→ **TASK GOAL**
For this exercise, please reproduce the records below word for word, from the first line through the line with "the shared GeoNames".

Dataset records
━━━━━━━━

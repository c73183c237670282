//! GeoNames web service client
//!
//! One shared HTTP client with an explicit timeout, used by the place search
//! (`searchJSON`) and the station observation query (`weatherJSON`).

use reqwest::Client;
use serde::de::DeserializeOwned;
use std::time::Instant;
use tracing::{debug, warn};

use crate::config::GeoNamesConfig;
use crate::{Result, WeatherMapError};

pub mod lenient;
pub mod observations;
pub mod raw;
pub mod search;

pub use observations::WeatherClient;
pub use raw::{RawGeoRecord, RawGeoResponse, RawObservation, RawWeatherResponse};
pub use search::GeoClient;

const USER_AGENT: &str = concat!("weathermap/", env!("CARGO_PKG_VERSION"));

/// Low-level GeoNames access shared by the search and weather clients
#[derive(Debug, Clone)]
pub struct GeoNamesClient {
    client: Client,
    base_url: String,
    username: String,
}

impl GeoNamesClient {
    pub fn new(config: &GeoNamesConfig) -> Result<Self> {
        let client = Client::builder()
            .timeout(config.timeout())
            .user_agent(USER_AGENT)
            .build()
            .map_err(|e| WeatherMapError::config(format!("Failed to create HTTP client: {e}")))?;

        if config.uses_demo_account() {
            warn!("Using the shared GeoNames 'demo' account; requests may be rate limited");
        }

        Ok(Self {
            client,
            base_url: config.base_url.trim_end_matches('/').to_string(),
            username: config.username.clone(),
        })
    }

    /// Issue one GET against `endpoint` with the already-encoded `params`
    /// and decode the JSON body.
    pub(crate) async fn get_json<T: DeserializeOwned>(
        &self,
        endpoint: &str,
        params: &str,
    ) -> Result<T> {
        debug!("GeoNames request: {}/{}?{}", self.base_url, endpoint, params);
        let url = format!(
            "{}/{}?{}&username={}",
            self.base_url,
            endpoint,
            params,
            urlencoding::encode(&self.username)
        );

        let start_time = Instant::now();
        let response = self.client.get(url).send().await.map_err(|e| {
            if e.is_timeout() {
                WeatherMapError::network(format!("GeoNames {endpoint} timed out"))
            } else {
                WeatherMapError::network(format!("GeoNames {endpoint} request failed: {e}"))
            }
        })?;

        let status = response.status();
        if !status.is_success() {
            return Err(WeatherMapError::network(format!(
                "GeoNames {endpoint} returned HTTP {status}"
            )));
        }

        let body = response.bytes().await.map_err(|e| {
            WeatherMapError::network(format!("Failed to read GeoNames {endpoint} body: {e}"))
        })?;

        debug!(
            "GeoNames {} answered {} bytes in {:.3}s",
            endpoint,
            body.len(),
            start_time.elapsed().as_secs_f64()
        );

        serde_json::from_slice(&body).map_err(|e| {
            WeatherMapError::network(format!("GeoNames {endpoint} returned a non-JSON body: {e}"))
        })
    }
}
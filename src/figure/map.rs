//! Map figure: chosen location, nearby stations and the temperature gauge

use tracing::debug;

use super::{Figure, Font, MapCenter, Mapbox, Margin, ScatterMapbox, Title, XAnchor, draw_gauge};
use crate::config::MapConfig;
use crate::models::weather::format_metric;
use crate::models::{LocationCandidate, ReadingTable, WeatherReading, WeatherSummary};
use crate::{Result, WeatherMapError};

pub const CENTRAL_MARKER_SIZE: u32 = 25;
pub const CENTRAL_MARKER_COLOR: &str = "royalblue";
pub const STATION_MARKER_SIZE: u32 = 13;
pub const STATION_MARKER_COLOR: &str = "lightgreen";
pub const NO_WEATHER_TEXT: &str = "No weather information<br>available";

#[derive(Debug, Clone, PartialEq)]
pub struct MapSettings {
    pub style: String,
    pub zoom: f64,
}

impl Default for MapSettings {
    fn default() -> Self {
        MapConfig::default().into()
    }
}

impl From<MapConfig> for MapSettings {
    fn from(config: MapConfig) -> Self {
        Self {
            style: config.style,
            zoom: config.zoom,
        }
    }
}

/// Build the map for `candidates[chosen]` and the stations around it.
///
/// The central marker is always drawn. Station markers are added when there
/// is at least one station, and the gauge when the mean temperature is known.
pub fn compose(
    candidates: &[LocationCandidate],
    table: &ReadingTable,
    chosen: usize,
    settings: &MapSettings,
) -> Result<Figure> {
    let candidate = candidates.get(chosen).ok_or_else(|| {
        WeatherMapError::validation(format!(
            "candidate index {chosen} is out of range for {} candidates",
            candidates.len()
        ))
    })?;

    let mut figure = Figure::default();
    let summary = table.summary();

    let central_text = if summary.has_temperature() {
        let text = summary_text(candidate, summary);
        draw_gauge(&mut figure, summary.temperature, &text);
        text
    } else {
        NO_WEATHER_TEXT.to_string()
    };

    figure.add_trace(ScatterMapbox::markers(
        vec![(candidate.lat, candidate.lng)],
        vec![central_text],
        CENTRAL_MARKER_SIZE,
        CENTRAL_MARKER_COLOR,
    ));

    let stations = table.station_readings();
    let station_trace = ScatterMapbox::markers(
        stations.iter().map(|s| (s.lat, s.lng)).collect(),
        stations.iter().map(station_text).collect(),
        STATION_MARKER_SIZE,
        STATION_MARKER_COLOR,
    );
    let station_markers = station_trace.len();
    if !station_trace.is_empty() {
        figure.add_trace(station_trace);
    }

    let layout = &mut figure.layout;
    layout.title = Some(Title {
        text: format!(
            "{}<br>{}/{}",
            candidate.name, candidate.admin_area, candidate.country
        ),
        x: 0.5,
        y: 0.95,
        xanchor: XAnchor::Center,
        yanchor: "auto",
        font: Font::colored("red"),
    });
    layout.autosize = true;
    layout.margin = Margin::default();
    layout.mapbox = Some(Mapbox {
        style: settings.style.clone(),
        center: MapCenter {
            lat: candidate.lat,
            lon: candidate.lng,
        },
        zoom: settings.zoom,
    });
    layout.showlegend = false;

    debug!(
        "Composed map for {} with {} station markers",
        candidate.name, station_markers
    );
    Ok(figure)
}

fn summary_text(candidate: &LocationCandidate, summary: &WeatherSummary) -> String {
    format!(
        "{} (mean):<br>Temp: {} °C<br>Humidity: {} %<br>Wind: {} knots",
        candidate.name,
        format_metric(summary.temperature),
        format_metric(summary.humidity),
        format_metric(summary.wind_speed)
    )
}

fn station_text(reading: &WeatherReading) -> String {
    format!(
        "Station: {}<br>Temperature: {} °C<br>Humidity: {} %<br>Wind: {} knots",
        reading.station_name,
        format_metric(reading.temperature),
        format_metric(reading.humidity),
        format_metric(reading.wind_speed)
    )
}

#[cfg(test)]
mod tests {
    use super::*;
    use crate::figure::ShapeKind;
    use crate::models::BBox;

    fn candidate(name: &str) -> LocationCandidate {
        LocationCandidate {
            name: name.to_string(),
            bounding_box: BBox::new(40.6, 40.3, -3.5, -3.9),
            admin_area: "Madrid".to_string(),
            country: "Spain".to_string(),
            score: 0.9,
            lat: 40.4165,
            lng: -3.70256,
            wiki_link: None,
        }
    }

    fn station(name: &str, temperature: f64) -> WeatherReading {
        WeatherReading {
            timestamp: None,
            station_name: name.to_string(),
            temperature,
            humidity: 50.0,
            wind_speed: 4.0,
            cloud_cover: String::new(),
            lat: 40.45,
            lng: -3.55,
        }
    }

    #[test]
    fn test_central_and_station_markers_with_gauge() {
        let table = ReadingTable::new(vec![station("Barajas", 10.0), station("Getafe", 20.0)]);
        let figure = compose(&[candidate("Madrid")], &table, 0, &MapSettings::default()).unwrap();

        assert_eq!(figure.data.len(), 2);
        let central = &figure.data[0];
        assert_eq!(central.len(), 1);
        assert_eq!(central.marker.size, CENTRAL_MARKER_SIZE);
        assert_eq!(central.marker.color, CENTRAL_MARKER_COLOR);
        assert_eq!(
            central.text[0],
            "Madrid (mean):<br>Temp: 15.0 °C<br>Humidity: 50.0 %<br>Wind: 4.0 knots"
        );

        let stations = &figure.data[1];
        assert_eq!(stations.len(), 2);
        assert_eq!(stations.marker.size, STATION_MARKER_SIZE);
        assert!(stations.text[1].starts_with("Station: Getafe<br>Temperature: 20.0 °C"));

        let filled = figure
            .layout
            .shapes
            .iter()
            .filter(|s| s.kind == ShapeKind::Rect && s.fillcolor.as_deref() != Some("white"))
            .count();
        assert_eq!(filled, 5);
    }

    #[test]
    fn test_no_stations_renders_only_central_marker() {
        let table = ReadingTable::new(Vec::new());
        let figure = compose(&[candidate("Madrid")], &table, 0, &MapSettings::default()).unwrap();

        assert_eq!(figure.data.len(), 1);
        assert_eq!(figure.data[0].text[0], NO_WEATHER_TEXT);
        assert!(figure.layout.shapes.is_empty());
        assert!(figure.layout.annotations.is_empty());
    }

    #[test]
    fn test_stations_without_temperature_skip_gauge() {
        let table = ReadingTable::new(vec![station("Barajas", f64::NAN)]);
        let figure = compose(&[candidate("Madrid")], &table, 0, &MapSettings::default()).unwrap();

        assert_eq!(figure.data.len(), 2);
        assert_eq!(figure.data[0].text[0], NO_WEATHER_TEXT);
        assert!(figure.data[1].text[0].contains("Temperature: n/a °C"));
        assert!(figure.layout.shapes.is_empty());
    }

    #[test]
    fn test_layout_centres_on_chosen_candidate() {
        let mut second = candidate("Madrid, Iowa");
        second.lat = 41.87;
        second.lng = -93.82;
        second.admin_area = "Iowa".to_string();
        second.country = "United States".to_string();

        let settings = MapSettings {
            style: "carto-positron".to_string(),
            zoom: 10.0,
        };
        let figure = compose(
            &[candidate("Madrid"), second],
            &ReadingTable::new(Vec::new()),
            1,
            &settings,
        )
        .unwrap();

        let mapbox = figure.layout.mapbox.as_ref().unwrap();
        assert_eq!(mapbox.center.lat, 41.87);
        assert_eq!(mapbox.center.lon, -93.82);
        assert_eq!(mapbox.zoom, 10.0);
        assert_eq!(mapbox.style, "carto-positron");
        assert!(!figure.layout.showlegend);
        assert_eq!(
            figure.layout.title.as_ref().unwrap().text,
            "Madrid, Iowa<br>Iowa/United States"
        );
    }

    #[test]
    fn test_out_of_range_candidate() {
        let err = compose(
            &[candidate("Madrid")],
            &ReadingTable::new(Vec::new()),
            3,
            &MapSettings::default(),
        )
        .unwrap_err();
        assert!(matches!(err, WeatherMapError::Validation { .. }));
    }
}
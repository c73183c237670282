use anyhow::{Context, Result};
use weathermap::{WeatherMapConfig, telemetry, web};

#[tokio::main]
async fn main() -> Result<()> {
    let config = WeatherMapConfig::load().context("Failed to load configuration")?;
    telemetry::init(&config.logging)?;

    tracing::info!(
        "Starting weathermap {} against {}",
        weathermap::VERSION,
        config.geonames.base_url
    );
    web::run(&config).await
}
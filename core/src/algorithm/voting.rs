//! Boyer-Moore majority voting
//!
//! One step per element. When the counter is zero before an element is
//! processed, that element becomes the candidate; otherwise the counter goes
//! up on a match and down on a mismatch. A final verification pass counts the
//! candidate's occurrences, since the vote alone does not prove a majority.

use std::sync::Arc;

use serde::{Deserialize, Serialize};

use crate::algorithm::traits::{AlgorithmId, GeneratorError, StepGenerator};
use crate::execution::step::{Snapshot, StepKind, VoteSnapshot};
use crate::execution::tracer::TraceRecorder;

/// Majority Element
#[derive(Debug, Clone, PartialEq, Eq, Serialize, Deserialize)]
pub struct MajorityVote {
    pub values: Vec<i64>,
}

impl StepGenerator for MajorityVote {
    fn id(&self) -> AlgorithmId {
        AlgorithmId::MajorityVote
    }

    fn record(&self, recorder: &mut TraceRecorder) -> Result<(), GeneratorError> {
        let values: Arc<[i64]> = self.values.as_slice().into();
        let mut candidate: Option<i64> = None;
        let mut count = 0usize;

        for (position, &value) in values.iter().enumerate() {
            let (kind, narration) = if count == 0 {
                candidate = Some(value);
                count = 1;
                (
                    StepKind::Reassign,
                    format!("The counter is 0, so {value} becomes the candidate with count 1."),
                )
            } else if candidate == Some(value) {
                count += 1;
                (
                    StepKind::Increment,
                    format!("{value} matches the candidate; count rises to {count}."),
                )
            } else {
                count -= 1;
                (
                    StepKind::Decrement,
                    format!("{value} differs from the candidate; count drops to {count}."),
                )
            };

            recorder.record(
                kind,
                Snapshot::Vote(VoteSnapshot {
                    values: Arc::clone(&values),
                    position: Some(position),
                    candidate,
                    count,
                    occurrences: None,
                    is_majority: None,
                }),
                narration,
            )?;
        }

        let occurrences = candidate.map(|c| values.iter().filter(|v| **v == c).count());
        let is_majority = occurrences.map(|o| o * 2 > values.len());
        let narration = match (candidate, occurrences, is_majority) {
            (Some(c), Some(o), Some(true)) => {
                format!("The candidate {c} appears {o} of {} times, a strict majority.", values.len())
            }
            (Some(c), Some(o), _) => {
                format!("The candidate {c} appears only {o} of {} times; there is no majority.", values.len())
            }
            _ => "The array is empty, so there is no candidate.".to_string(),
        };

        recorder.record(
            StepKind::Done,
            Snapshot::Vote(VoteSnapshot {
                values: Arc::clone(&values),
                position: None,
                candidate,
                count,
                occurrences,
                is_majority,
            }),
            narration,
        )?;
        if is_majority == Some(true) {
            recorder.mark_last_best();
        }
        Ok(())
    }
}

#[cfg(test)]
mod tests {
    use super::*;
    use crate::config::GeneratorLimits;
    use crate::execution::step::StepTrace;

    fn vote(trace: &StepTrace, index: usize) -> &VoteSnapshot {
        match &trace.steps()[index].snapshot {
            Snapshot::Vote(v) => v,
            other => panic!("unexpected snapshot {other:?}"),
        }
    }

    #[test]
    fn test_classic_input_ends_with_two() {
        let trace = MajorityVote {
            values: vec![2, 2, 1, 1, 1, 2, 2],
        }
        .generate(&GeneratorLimits::default());

        assert_eq!(trace.len(), 8);
        let done = vote(&trace, trace.last_index());
        assert_eq!(done.candidate, Some(2));
        assert_eq!(done.occurrences, Some(4));
        assert_eq!(done.is_majority, Some(true));
    }

    #[test]
    fn test_reassign_only_when_counter_is_zero() {
        let trace = MajorityVote {
            values: vec![2, 2, 1, 1, 1, 2, 2],
        }
        .generate(&GeneratorLimits::default());

        let kinds: Vec<_> = trace.iter().map(|s| s.kind).collect();
        assert_eq!(
            kinds,
            vec![
                StepKind::Reassign,
                StepKind::Increment,
                StepKind::Decrement,
                StepKind::Decrement,
                StepKind::Reassign,
                StepKind::Decrement,
                StepKind::Reassign,
                StepKind::Done,
            ]
        );
        assert_eq!(vote(&trace, 4).candidate, Some(1));
    }

    #[test]
    fn test_verification_rejects_plurality() {
        let trace = MajorityVote { values: vec![1, 2, 3] }.generate(&GeneratorLimits::default());
        let done = vote(&trace, trace.last_index());
        assert_eq!(done.candidate, Some(3));
        assert_eq!(done.is_majority, Some(false));
        assert!(trace.best_step().is_none());
    }

    #[test]
    fn test_empty_input() {
        let trace = MajorityVote { values: vec![] }.generate(&GeneratorLimits::default());
        assert_eq!(trace.len(), 1);
        assert_eq!(vote(&trace, 0).candidate, None);
    }
}
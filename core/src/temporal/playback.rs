//! Playback controller
//!
//! An algorithm-agnostic state machine that walks a `StepTrace` over time.
//! The controller itself never sleeps: while playing it owns a single
//! `TickTimer` describing when the next advance is due, and whoever drives it
//! (the async driver, or a test) calls `tick` once that deadline passes.
//! Replacing or dropping the timer is cancellation, and every transition out
//! of `Playing` drops it.
//!
//! Copyright (c) 2025 Mohammad Atashi <mohammadaliatashi@icloud.com>

use std::fmt;
use std::sync::Arc;
use std::time::Duration;

use log::{debug, trace};
use serde::{Deserialize, Serialize};
use tokio::time::Instant;

use crate::config::PlaybackConfig;
use crate::execution::step::{Step, StepTrace};

/// Playback speed multiplier
#[derive(Debug, Clone, Copy, Default, PartialEq, Eq, Hash, Serialize, Deserialize)]
pub enum Speed {
    #[serde(rename = "0.5x")]
    Half,
    #[default]
    #[serde(rename = "1x")]
    Normal,
    #[serde(rename = "2x")]
    Double,
    #[serde(rename = "4x")]
    Quadruple,
}

impl Speed {
    pub const ALL: [Speed; 4] = [Speed::Half, Speed::Normal, Speed::Double, Speed::Quadruple];

    /// Tick period at this speed for a given 1x interval
    pub fn interval_for(self, base: Duration) -> Duration {
        match self {
            Speed::Half => base * 2,
            Speed::Normal => base,
            Speed::Double => base / 2,
            Speed::Quadruple => base / 4,
        }
    }

    pub fn label(self) -> &'static str {
        match self {
            Speed::Half => "0.5x",
            Speed::Normal => "1x",
            Speed::Double => "2x",
            Speed::Quadruple => "4x",
        }
    }
}

impl fmt::Display for Speed {
    fn fmt(&self, f: &mut fmt::Formatter<'_>) -> fmt::Result {
        f.write_str(self.label())
    }
}

/// Controller lifecycle
#[derive(Debug, Clone, Copy, PartialEq, Eq, Hash, Serialize, Deserialize)]
#[serde(rename_all = "snake_case")]
pub enum PlaybackStatus {
    Idle,
    Playing,
    Paused,
    Finished,
}

/// Pending advance while playing
#[derive(Debug, Clone, Copy, PartialEq, Eq)]
pub struct TickTimer {
    period: Duration,
    deadline: Instant,
}

impl TickTimer {
    fn arm(period: Duration) -> Self {
        Self {
            period,
            deadline: Instant::now() + period,
        }
    }

    pub fn period(&self) -> Duration {
        self.period
    }

    pub fn deadline(&self) -> Instant {
        self.deadline
    }
}

/// Commands understood by the controller
#[derive(Debug, Clone)]
pub enum PlaybackCommand {
    Play,
    Pause,
    Step,
    StepBack,
    Seek(usize),
    Reset,
    SetSpeed(Speed),
    Load(Arc<StepTrace>),
}

/// What a host renders for the current position
#[derive(Debug, Clone, PartialEq, Serialize)]
pub struct PlaybackSnapshot {
    pub trace: Arc<StepTrace>,
    pub current_index: usize,
    pub current_step: Step,
    pub total: usize,
    pub progress_percent: u8,
    pub is_playing: bool,
    pub status: PlaybackStatus,
    pub speed: Speed,
}

/// Synchronous playback state machine
#[derive(Debug)]
pub struct PlaybackController {
    trace: Arc<StepTrace>,
    current_index: usize,
    status: PlaybackStatus,
    speed: Speed,
    base_interval: Duration,
    // Some exactly while status is Playing
    timer: Option<TickTimer>,
}

impl PlaybackController {
    pub fn new(trace: Arc<StepTrace>, config: &PlaybackConfig) -> Self {
        Self {
            trace,
            current_index: 0,
            status: PlaybackStatus::Idle,
            speed: config.initial_speed,
            base_interval: config.base_interval(),
            timer: None,
        }
    }

    pub fn trace(&self) -> &Arc<StepTrace> {
        &self.trace
    }

    pub fn current_index(&self) -> usize {
        self.current_index
    }

    pub fn status(&self) -> PlaybackStatus {
        self.status
    }

    pub fn speed(&self) -> Speed {
        self.speed
    }

    pub fn is_playing(&self) -> bool {
        self.status == PlaybackStatus::Playing
    }

    pub fn timer(&self) -> Option<&TickTimer> {
        self.timer.as_ref()
    }

    /// When the next tick is due, if playing
    pub fn next_deadline(&self) -> Option<Instant> {
        self.timer.map(|t| t.deadline)
    }

    fn last_index(&self) -> usize {
        self.trace.last_index()
    }

    fn arm(&mut self) {
        self.cancel();
        self.timer = Some(TickTimer::arm(self.speed.interval_for(self.base_interval)));
    }

    fn cancel(&mut self) {
        self.timer = None;
    }

    fn finish(&mut self) {
        self.cancel();
        self.status = PlaybackStatus::Finished;
    }

    /// Parked position after a manual move
    fn settle_at(&mut self, index: usize) {
        self.current_index = index;
        if index == self.last_index() {
            self.status = PlaybackStatus::Finished;
        } else {
            self.status = PlaybackStatus::Paused;
        }
    }

    pub fn play(&mut self) -> PlaybackSnapshot {
        match self.status {
            PlaybackStatus::Playing => {}
            status => {
                if status == PlaybackStatus::Finished {
                    self.current_index = 0;
                }
                if self.current_index == self.last_index() {
                    self.finish();
                } else {
                    self.status = PlaybackStatus::Playing;
                    self.arm();
                }
            }
        }
        self.snapshot()
    }

    pub fn pause(&mut self) -> PlaybackSnapshot {
        if self.is_playing() {
            self.cancel();
            self.status = PlaybackStatus::Paused;
        }
        self.snapshot()
    }

    /// Manual single advance; ignored while playing
    pub fn step(&mut self) -> PlaybackSnapshot {
        if !self.is_playing() {
            let next = (self.current_index + 1).min(self.last_index());
            self.settle_at(next);
        }
        self.snapshot()
    }

    /// Manual single retreat; ignored while playing and at the first step
    pub fn step_back(&mut self) -> PlaybackSnapshot {
        if !self.is_playing() && self.current_index > 0 {
            self.settle_at(self.current_index - 1);
        }
        self.snapshot()
    }

    /// Moves to `index`, clamped to the trace
    pub fn seek(&mut self, index: usize) -> PlaybackSnapshot {
        let index = index.min(self.last_index());
        if self.is_playing() {
            self.current_index = index;
            if index == self.last_index() {
                self.finish();
            } else {
                self.arm();
            }
        } else {
            self.settle_at(index);
        }
        self.snapshot()
    }

    pub fn reset(&mut self) -> PlaybackSnapshot {
        self.cancel();
        self.current_index = 0;
        self.status = PlaybackStatus::Idle;
        self.snapshot()
    }

    /// Changes cadence; a running timer restarts from now at the new period
    pub fn set_speed(&mut self, speed: Speed) -> PlaybackSnapshot {
        self.speed = speed;
        if self.is_playing() {
            self.arm();
        }
        self.snapshot()
    }

    /// Replaces the trace, keeping the chosen speed
    pub fn load(&mut self, trace: Arc<StepTrace>) -> PlaybackSnapshot {
        self.cancel();
        debug!("loading {} trace with {} steps", trace.algorithm(), trace.len());
        self.trace = trace;
        self.current_index = 0;
        self.status = PlaybackStatus::Idle;
        self.snapshot()
    }

    /// Timer expiry: advances exactly one step
    ///
    /// Returns false, leaving everything untouched, when not playing.
    pub fn tick(&mut self) -> bool {
        let Some(timer) = self.timer else {
            return false;
        };
        self.current_index += 1;
        trace!("tick to step {} of {}", self.current_index, self.trace.len());
        if self.current_index >= self.last_index() {
            self.current_index = self.last_index();
            self.finish();
        } else {
            self.timer = Some(TickTimer::arm(timer.period));
        }
        true
    }

    pub fn apply(&mut self, command: PlaybackCommand) -> PlaybackSnapshot {
        match command {
            PlaybackCommand::Play => self.play(),
            PlaybackCommand::Pause => self.pause(),
            PlaybackCommand::Step => self.step(),
            PlaybackCommand::StepBack => self.step_back(),
            PlaybackCommand::Seek(index) => self.seek(index),
            PlaybackCommand::Reset => self.reset(),
            PlaybackCommand::SetSpeed(speed) => self.set_speed(speed),
            PlaybackCommand::Load(trace) => self.load(trace),
        }
    }

    pub fn snapshot(&self) -> PlaybackSnapshot {
        let total = self.trace.len();
        let progress = (self.current_index + 1) * 100 / total.max(1);
        PlaybackSnapshot {
            trace: Arc::clone(&self.trace),
            current_index: self.current_index,
            current_step: self.trace.steps()[self.current_index].clone(),
            total,
            progress_percent: progress.min(100) as u8,
            is_playing: self.is_playing(),
            status: self.status,
            speed: self.speed,
        }
    }
}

━━━━━━━━

→ **EXERCISE OUTPUT**
repository c73183c237670282
//! GeoNames web service client
//!
//! One shared HTTP client with an explicit timeout, used by the place search
//! (`searchJSON`) and the station observation query (`weatherJSON`).

use reqwest::Client;
use serde::de::DeserializeOwned;
use std::time::Instant;
use tracing::{debug, warn};

use crate::config::GeoNamesConfig;
use crate::{Result, WeatherMapError};

pub mod lenient;
pub mod observations;
pub mod raw;
pub mod search;

pub use observations::WeatherClient;
pub use raw::{RawGeoRecord, RawGeoResponse, RawObservation, RawWeatherResponse};
pub use search::GeoClient;

const USER_AGENT: &str = concat!("weathermap/", env!("CARGO_PKG_VERSION"));

/// Low-level GeoNames access shared by the search and weather clients
#[derive(Debug, Clone)]
pub struct GeoNamesClient {
    client: Client,
    base_url: String,
    username: String,
}

impl GeoNamesClient {
    pub fn new(config: &GeoNamesConfig) -> Result<Self> {
        let client = Client::builder()
            .timeout(config.timeout())
            .user_agent(USER_AGENT)
            .build()
            .map_err(|e| WeatherMapError::config(format!("Failed to create HTTP client: {e}")))?;

        if config.uses_demo_account() {
            warn!("Using the shared GeoNames 'demo' account; requests may be rate limited");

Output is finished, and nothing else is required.